** Source material **
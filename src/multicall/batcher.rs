//! Multicall batcher
//!
//! Validates and encodes every call up front, dispatches one aggregated read
//! through a [`MulticallTransport`], then decodes each outcome against the
//! function it came from.

use super::calls::{parse_address, prepare_call, PreparedCall};
use super::{ContractCall, FunctionCall, MulticallError, MulticallResults, MulticallTransport};
use super::{CallOutcome, CallRequest};
use crate::telemetry::{increment_counter, CounterMetric};
use alloy::dyn_abi::{DynSolValue, FunctionExt};
use alloy::json_abi::JsonAbi;

/// Batches contract reads over a transport
pub struct Multicaller<T> {
    transport: T,
}

impl<T: MulticallTransport> Multicaller<T> {
    pub fn new(transport: T) -> Self {
        Self { transport }
    }

    pub fn transport(&self) -> &T {
        &self.transport
    }

    /// Many different calls against one contract
    pub async fn get_simple_multicall_results(
        &self,
        chain_id: u64,
        address: &str,
        abi: &JsonAbi,
        calls: &[FunctionCall],
    ) -> Result<MulticallResults, MulticallError> {
        self.get_multicall_results(chain_id, &[address], abi, calls)
            .await
    }

    /// The same set of calls replicated across many contracts sharing an ABI
    pub async fn get_multicall_results<S>(
        &self,
        chain_id: u64,
        addresses: &[S],
        abi: &JsonAbi,
        calls: &[FunctionCall],
    ) -> Result<MulticallResults, MulticallError>
    where
        S: AsRef<str> + Sync,
    {
        if addresses.is_empty() {
            return Err(MulticallError::invalid(chain_id, "empty address list"));
        }
        if calls.is_empty() {
            return Err(MulticallError::invalid(chain_id, "empty call list"));
        }

        let mut prepared = Vec::with_capacity(addresses.len() * calls.len());
        for raw in addresses {
            let address = parse_address(chain_id, raw.as_ref())?;
            for call in calls {
                prepared.push(prepare_call(chain_id, address, abi, call)?);
            }
        }

        self.execute(chain_id, prepared).await
    }

    /// Heterogeneous calls, each with its own address and ABI
    pub async fn get_complex_multicall_results(
        &self,
        chain_id: u64,
        calls: &[ContractCall<'_>],
    ) -> Result<MulticallResults, MulticallError> {
        if calls.is_empty() {
            return Err(MulticallError::invalid(chain_id, "empty call list"));
        }

        let prepared = calls
            .iter()
            .map(|c| {
                let address = parse_address(chain_id, &c.address)?;
                prepare_call(chain_id, address, c.abi, &c.call)
            })
            .collect::<Result<Vec<_>, _>>()?;

        self.execute(chain_id, prepared).await
    }

    async fn execute(
        &self,
        chain_id: u64,
        prepared: Vec<PreparedCall>,
    ) -> Result<MulticallResults, MulticallError> {
        let requests: Vec<CallRequest> = prepared
            .iter()
            .map(|p| CallRequest {
                target: p.address,
                call_data: p.call_data.clone(),
            })
            .collect();

        tracing::debug!(chain_id, calls = requests.len(), "Dispatching multicall batch");
        increment_counter(CounterMetric::MulticallBatches, chain_id, 1);
        increment_counter(CounterMetric::MulticallCalls, chain_id, requests.len() as u64);

        let outcomes = self.transport.aggregate(chain_id, &requests).await?;

        if outcomes.len() != prepared.len() {
            return Err(MulticallError::MalformedResponse(format!(
                "expected {} results, got {}",
                prepared.len(),
                outcomes.len()
            )));
        }

        let mut results = MulticallResults::default();
        let mut failures = 0u64;

        for (call, outcome) in prepared.into_iter().zip(outcomes) {
            match decode_outcome(&call, &outcome) {
                Some(value) => results.insert(call.address, call.function.name.clone(), value),
                None => {
                    failures += 1;
                    tracing::debug!(
                        chain_id,
                        address = %call.address,
                        function = %call.function.name,
                        "Multicall entry failed"
                    );
                }
            }
        }

        if failures > 0 {
            increment_counter(CounterMetric::MulticallCallFailures, chain_id, failures);
        }

        Ok(results)
    }
}

/// Decode a single outcome; `None` when the call reverted or decoding failed
///
/// A function without outputs decodes to an empty tuple.
fn decode_outcome(call: &PreparedCall, outcome: &CallOutcome) -> Option<DynSolValue> {
    if !outcome.success {
        return None;
    }

    let mut values = call
        .function
        .abi_decode_output(&outcome.return_data, true)
        .ok()?;

    match values.len() {
        1 => values.pop(),
        _ => Some(DynSolValue::Tuple(values)),
    }
}
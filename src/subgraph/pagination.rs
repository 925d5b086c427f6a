//! Sequential page walking
//!
//! A page shorter than requested ends its dimension. Pages are fetched one at
//! a time since each offset depends on the previous page.

use super::SubgraphError;
use std::collections::HashMap;
use std::future::Future;
use std::hash::Hash;

/// Offset and size of one page request
#[derive(Debug, Clone, Copy, PartialEq, Eq)]
pub struct PageCursor {
    pub skip: usize,
    pub first: usize,
}

impl PageCursor {
    /// First page; a zero page size is bumped to one
    pub fn first_page(page_size: usize) -> Self {
        Self {
            skip: 0,
            first: page_size.max(1),
        }
    }

    pub fn next(self) -> Self {
        Self {
            skip: self.skip + self.first,
            first: self.first,
        }
    }

    /// A short page signals end of data
    pub fn is_last_page(&self, returned: usize) -> bool {
        returned < self.first
    }
}

/// One fetched page
///
/// `returned` counts the records the indexer sent, which can exceed
/// `items.len()` when malformed records were dropped. Termination is decided
/// on `returned`.
#[derive(Debug, Clone, PartialEq)]
pub struct Page<T> {
    pub items: Vec<T>,
    pub returned: usize,
}

impl<T> Page<T> {
    pub fn new(items: Vec<T>, returned: usize) -> Self {
        Self { items, returned }
    }

    /// A page where every returned record was kept
    pub fn complete(items: Vec<T>) -> Self {
        let returned = items.len();
        Self { items, returned }
    }
}

/// Records carrying an ordering timestamp
pub trait Timestamped {
    fn timestamp(&self) -> u64;
}

/// Parent records whose children are paginated independently
pub trait Nested {
    /// Children the indexer returned for this parent on the current page
    fn child_count(&self) -> usize;
}

/// Fetch flat pages until a short page, concatenating in order
pub async fn collect_pages<T, F, Fut>(
    page_size: usize,
    mut fetch: F,
) -> Result<Vec<T>, SubgraphError>
where
    F: FnMut(PageCursor) -> Fut,
    Fut: Future<Output = Result<Page<T>, SubgraphError>>,
{
    let mut cursor = PageCursor::first_page(page_size);
    let mut items = Vec::new();

    loop {
        let page = fetch(cursor).await?;
        let done = cursor.is_last_page(page.returned);
        items.extend(page.items);

        if done {
            break;
        }
        cursor = cursor.next();
    }

    Ok(items)
}

/// Like [`collect_pages`], dropping a leading item that repeats the previous
/// page's last timestamp
pub async fn collect_time_ordered_pages<T, F, Fut>(
    page_size: usize,
    mut fetch: F,
) -> Result<Vec<T>, SubgraphError>
where
    T: Timestamped,
    F: FnMut(PageCursor) -> Fut,
    Fut: Future<Output = Result<Page<T>, SubgraphError>>,
{
    let mut cursor = PageCursor::first_page(page_size);
    let mut items = Vec::new();

    loop {
        let page = fetch(cursor).await?;
        let done = cursor.is_last_page(page.returned);
        append_time_ordered(&mut items, page.items);

        if done {
            break;
        }
        cursor = cursor.next();
    }

    Ok(items)
}

/// Walk two pagination dimensions
///
/// For each outer page the inner cursor advances while any parent came back
/// with a full page of children. Every fetched page is handed to `absorb`,
/// which is expected to merge repeated parents by ID.
pub async fn walk_nested_pages<P, F, Fut, A>(
    page_size: usize,
    mut fetch: F,
    mut absorb: A,
) -> Result<(), SubgraphError>
where
    P: Nested,
    F: FnMut(PageCursor, PageCursor) -> Fut,
    Fut: Future<Output = Result<Page<P>, SubgraphError>>,
    A: FnMut(Vec<P>),
{
    let mut outer = PageCursor::first_page(page_size);

    loop {
        let mut inner = PageCursor::first_page(page_size);
        let parent_count = loop {
            let page = fetch(outer, inner).await?;
            let parents = page.returned;
            let more_children = page
                .items
                .iter()
                .any(|p| !inner.is_last_page(p.child_count()));
            absorb(page.items);

            if !more_children {
                break parents;
            }
            inner = inner.next();
        };

        if outer.is_last_page(parent_count) {
            break;
        }
        outer = outer.next();
    }

    Ok(())
}

/// Append a page, dropping its first item when it repeats the last timestamp
///
/// Only a single boundary duplicate is removed.
pub fn append_time_ordered<T: Timestamped>(items: &mut Vec<T>, page: Vec<T>) {
    let mut page = page.into_iter().peekable();

    if let (Some(last), Some(first)) = (items.last(), page.peek()) {
        if last.timestamp() == first.timestamp() {
            page.next();
        }
    }

    items.extend(page);
}

/// Order-preserving accumulator that merges parents seen more than once
#[derive(Debug)]
pub struct ParentAccumulator<K, P> {
    index: HashMap<K, usize>,
    parents: Vec<P>,
}

impl<K: Eq + Hash, P> ParentAccumulator<K, P> {
    pub fn new() -> Self {
        Self {
            index: HashMap::new(),
            parents: Vec::new(),
        }
    }

    /// Insert a new parent or merge it into the existing one with the same key
    pub fn merge(&mut self, key: K, parent: P, merge: impl FnOnce(&mut P, P)) {
        match self.index.get(&key) {
            Some(&i) => merge(&mut self.parents[i], parent),
            None => {
                self.index.insert(key, self.parents.len());
                self.parents.push(parent);
            }
        }
    }

    pub fn len(&self) -> usize {
        self.parents.len()
    }

    pub fn is_empty(&self) -> bool {
        self.parents.is_empty()
    }

    pub fn into_vec(self) -> Vec<P> {
        self.parents
    }
}

impl<K: Eq + Hash, P> Default for ParentAccumulator<K, P> {
    fn default() -> Self {
        Self::new()
    }
}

** What to work on **
Your answer must be the line with "pub fn is_empty(&self)" and all lines after it through the final line of the entries, copied exactly and with nothing added.

** Exercise output **
    pub fn is_empty(&self) -> bool {
        self.parents.is_empty()
    }

    pub fn into_vec(self) -> Vec<P> {
        self.parents
    }
}

impl<K: Eq + Hash, P> Default for ParentAccumulator<K, P> {
    fn default() -> Self {
        Self::new()
    }
}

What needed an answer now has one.